Data records:
■ ■ ■ ■

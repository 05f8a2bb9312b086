//! Lecithin source resolution.
//!
//! Translation tends to turn an unqualified "lecithin" into "soy lecithin",
//! so when the original label text is available its qualifier wins.

use crate::text::{contains_e_number, normalize};
use lazy_static::lazy_static;
use regex::Regex;
use serde::{Deserialize, Serialize};
use std::fmt;

const LECITHIN_TERMS: &[&str] = &["lecithin", "lécithine", "lecitina", "lezithin", "e322"];

const LECITHIN_STEM: &str = r"(?:l[eé]cithin[aes]?|lecitina|lezithin|e\s*-?\s*322)";

/// Source qualifiers in priority order.
const SOURCE_QUALIFIERS: &[(&str, LecithinSource)] = &[
    (r"sunflower|tournesol|sonnenblumen?|girasole?", LecithinSource::Sunflower),
    (r"soy(?:a|bean)?|soja|soia", LecithinSource::Soy),
    (r"rapeseed|canola|colza|raps", LecithinSource::Rapeseed),
    (r"egg|oeuf|œuf|ei|huevo|uovo", LecithinSource::Egg),
];

lazy_static! {
    /// A qualifier only names the source when it sits next to the lecithin
    /// mention: "soy lecithin", "sojalecithin", "lecithin (sunflower)",
    /// "lécithine de tournesol", "lecithin from rapeseed".
    static ref SOURCE_PATTERNS: Vec<(Regex, LecithinSource)> = SOURCE_QUALIFIERS
        .iter()
        .map(|(qualifier, source)| {
            let pattern = format!(
                r"\b(?:{q})\s*-?\s*{stem}|{stem}\s*(?:\(\s*)?(?:(?:de|d'|du|di|aus|from|of)\s*)?(?:{q})\b",
                q = qualifier,
                stem = LECITHIN_STEM
            );
            (Regex::new(&pattern).unwrap(), *source)
        })
        .collect();
}

#[derive(Debug, Clone, Copy, PartialEq, Eq, Hash, Serialize, Deserialize)]
#[serde(rename_all = "lowercase")]
pub enum LecithinSource {
    Soy,
    Sunflower,
    Rapeseed,
    Egg,
    Unspecified,
}

impl LecithinSource {
    pub fn as_str(&self) -> &'static str {
        match self {
            LecithinSource::Soy => "soy",
            LecithinSource::Sunflower => "sunflower",
            LecithinSource::Rapeseed => "rapeseed",
            LecithinSource::Egg => "egg",
            LecithinSource::Unspecified => "unspecified",
        }
    }

    /// Allergens carried by the source. Unspecified carries none here;
    /// callers apply the "possible soy" policy themselves.
    pub fn allergens(&self) -> &'static [&'static str] {
        match self {
            LecithinSource::Soy => &["soy"],
            LecithinSource::Egg => &["egg"],
            LecithinSource::Sunflower | LecithinSource::Rapeseed | LecithinSource::Unspecified => {
                &[]
            }
        }
    }

    /// Corrected ingredient name for display.
    pub fn display_name(&self) -> &'static str {
        match self {
            LecithinSource::Soy => "soy lecithin",
            LecithinSource::Sunflower => "sunflower lecithin",
            LecithinSource::Rapeseed => "rapeseed lecithin",
            LecithinSource::Egg => "egg lecithin",
            LecithinSource::Unspecified => "lecithin (source unspecified)",
        }
    }

    fn explanation(&self) -> &'static str {
        match self {
            LecithinSource::Soy => "Soy lecithin detected",
            LecithinSource::Sunflower => "Sunflower lecithin detected",
            LecithinSource::Rapeseed => "Rapeseed/canola lecithin detected",
            LecithinSource::Egg => "Egg lecithin detected",
            LecithinSource::Unspecified => "Lecithin with unspecified source",
        }
    }
}

impl fmt::Display for LecithinSource {
    fn fmt(&self, f: &mut fmt::Formatter<'_>) -> fmt::Result {
        f.write_str(self.as_str())
    }
}

#[derive(Debug, Clone, PartialEq, Eq, Serialize)]
pub struct LecithinMatch {
    pub source: LecithinSource,
    pub explanation: String,
}

pub fn is_lecithin(text: &str) -> bool {
    let text = normalize(text);
    LECITHIN_TERMS.iter().any(|term| text.contains(term)) || contains_e_number(&text, "322")
}

/// Lecithin source named in `text`, or `None` when the text is not lecithin.
pub fn detect_source(text: &str) -> Option<LecithinMatch> {
    if !is_lecithin(text) {
        return None;
    }

    let text = normalize(text);
    let source = SOURCE_PATTERNS
        .iter()
        .find(|(pattern, _)| pattern.is_match(&text))
        .map(|(_, source)| *source)
        .unwrap_or(LecithinSource::Unspecified);

    log::debug!("Lecithin source resolved to {} in '{}'", source, text);

    Some(LecithinMatch {
        source,
        explanation: source.explanation().to_string(),
    })
}

/// Resolve the source from the original-language text first, then from the
/// normalized/translated text.
pub fn detect_source_combined(original: &str, normalized: &str) -> Option<LecithinMatch> {
    let from_original = detect_source(original);
    if let Some(found) = &from_original {
        if found.source != LecithinSource::Unspecified {
            return Some(LecithinMatch {
                source: found.source,
                explanation: format!("{} (from original text)", found.explanation),
            });
        }
    }

    let from_normalized = detect_source(normalized);
    if let Some(found) = &from_normalized {
        if found.source != LecithinSource::Unspecified {
            return Some(LecithinMatch {
                source: found.source,
                explanation: format!("{} (from normalized text)", found.explanation),
            });
        }
    }

    from_original.or(from_normalized)
}

pub fn allergens_for(source: LecithinSource) -> Vec<&'static str> {
    source.allergens().to_vec()
}

#[cfg(test)]
mod tests {
    use super::*;

    #[test]
    fn test_detects_lecithin_mentions() {
        assert!(is_lecithin("Soy Lecithin"));
        assert!(is_lecithin("lécithine de tournesol"));
        assert!(is_lecithin("emulsionante (lecitina)"));
        assert!(is_lecithin("Emulsifier: E322"));
        assert!(is_lecithin("emulsifier (E-322)"));
        assert!(!is_lecithin("sugar"));
    }

    #[test]
    fn test_source_detection() {
        assert_eq!(detect_source("sunflower lecithin").unwrap().source, LecithinSource::Sunflower);
        assert_eq!(detect_source("lecitina de girasol").unwrap().source, LecithinSource::Sunflower);
        assert_eq!(detect_source("soya lecithin").unwrap().source, LecithinSource::Soy);
        assert_eq!(detect_source("lecitina de soja").unwrap().source, LecithinSource::Soy);
        assert_eq!(detect_source("canola lecithin").unwrap().source, LecithinSource::Rapeseed);
        assert_eq!(detect_source("Lecithin (Ei)").unwrap().source, LecithinSource::Egg);
        assert_eq!(detect_source("lecithin").unwrap().source, LecithinSource::Unspecified);
        assert!(detect_source("cocoa butter").is_none());
    }

    #[test]
    fn test_two_letter_qualifier_needs_word_boundary() {
        // "ei" appears inside "protein" but is not a qualifier there
        let found = detect_source("lecithin, protein").unwrap();
        assert_eq!(found.source, LecithinSource::Unspecified);
    }

    #[test]
    fn test_qualifier_must_sit_next_to_lecithin() {
        let found = detect_source("sunflower oil, sugar, cocoa mass, soy lecithin, salt").unwrap();
        assert_eq!(found.source, LecithinSource::Soy);

        let found = detect_source("sunflower oil, lecithin, salt").unwrap();
        assert_eq!(found.source, LecithinSource::Unspecified);

        assert_eq!(detect_source("Sojalecithin").unwrap().source, LecithinSource::Soy);
        assert_eq!(detect_source("lecithin (from rapeseed)").unwrap().source, LecithinSource::Rapeseed);
        assert_eq!(detect_source("lécithine d'œuf").unwrap().source, LecithinSource::Egg);
        assert_eq!(detect_source("emulsifier: E322 (sunflower)").unwrap().source, LecithinSource::Sunflower);
    }

    #[test]
    fn test_original_text_takes_priority() {
        let found = detect_source_combined("lécithine de tournesol", "lecithin").unwrap();
        assert_eq!(found.source, LecithinSource::Sunflower);
        assert!(found.explanation.ends_with("(from original text)"));

        let found = detect_source_combined("lécithine de tournesol", "soy lecithin").unwrap();
        assert_eq!(found.source, LecithinSource::Sunflower);
    }

    #[test]
    fn test_combined_falls_back_to_normalized() {
        let found = detect_source_combined("lécithine", "soy lecithin").unwrap();
        assert_eq!(found.source, LecithinSource::Soy);
        assert!(found.explanation.ends_with("(from normalized text)"));

        let found = detect_source_combined("lécithine", "lecithin").unwrap();
        assert_eq!(found.source, LecithinSource::Unspecified);
        assert!(detect_source_combined("sucre", "sugar").is_none());
    }

    #[test]
    fn test_allergens_for_source() {
        assert_eq!(allergens_for(LecithinSource::Soy), vec!["soy"]);
        assert_eq!(allergens_for(LecithinSource::Egg), vec!["egg"]);
        assert!(allergens_for(LecithinSource::Sunflower).is_empty());
        assert!(allergens_for(LecithinSource::Unspecified).is_empty());
    }

    #[test]
    fn test_display_name() {
        assert_eq!(LecithinSource::Sunflower.display_name(), "sunflower lecithin");
        assert_eq!(
            LecithinSource::Unspecified.display_name(),
            "lecithin (source unspecified)"
        );
    }
}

■ ■ ■ ■

**TASK INSTRUCTIONS**
Go through the records line by line and give the number of lines with the string "salt" in them, stating nothing else.

**EXERCISE RESPONSE**
2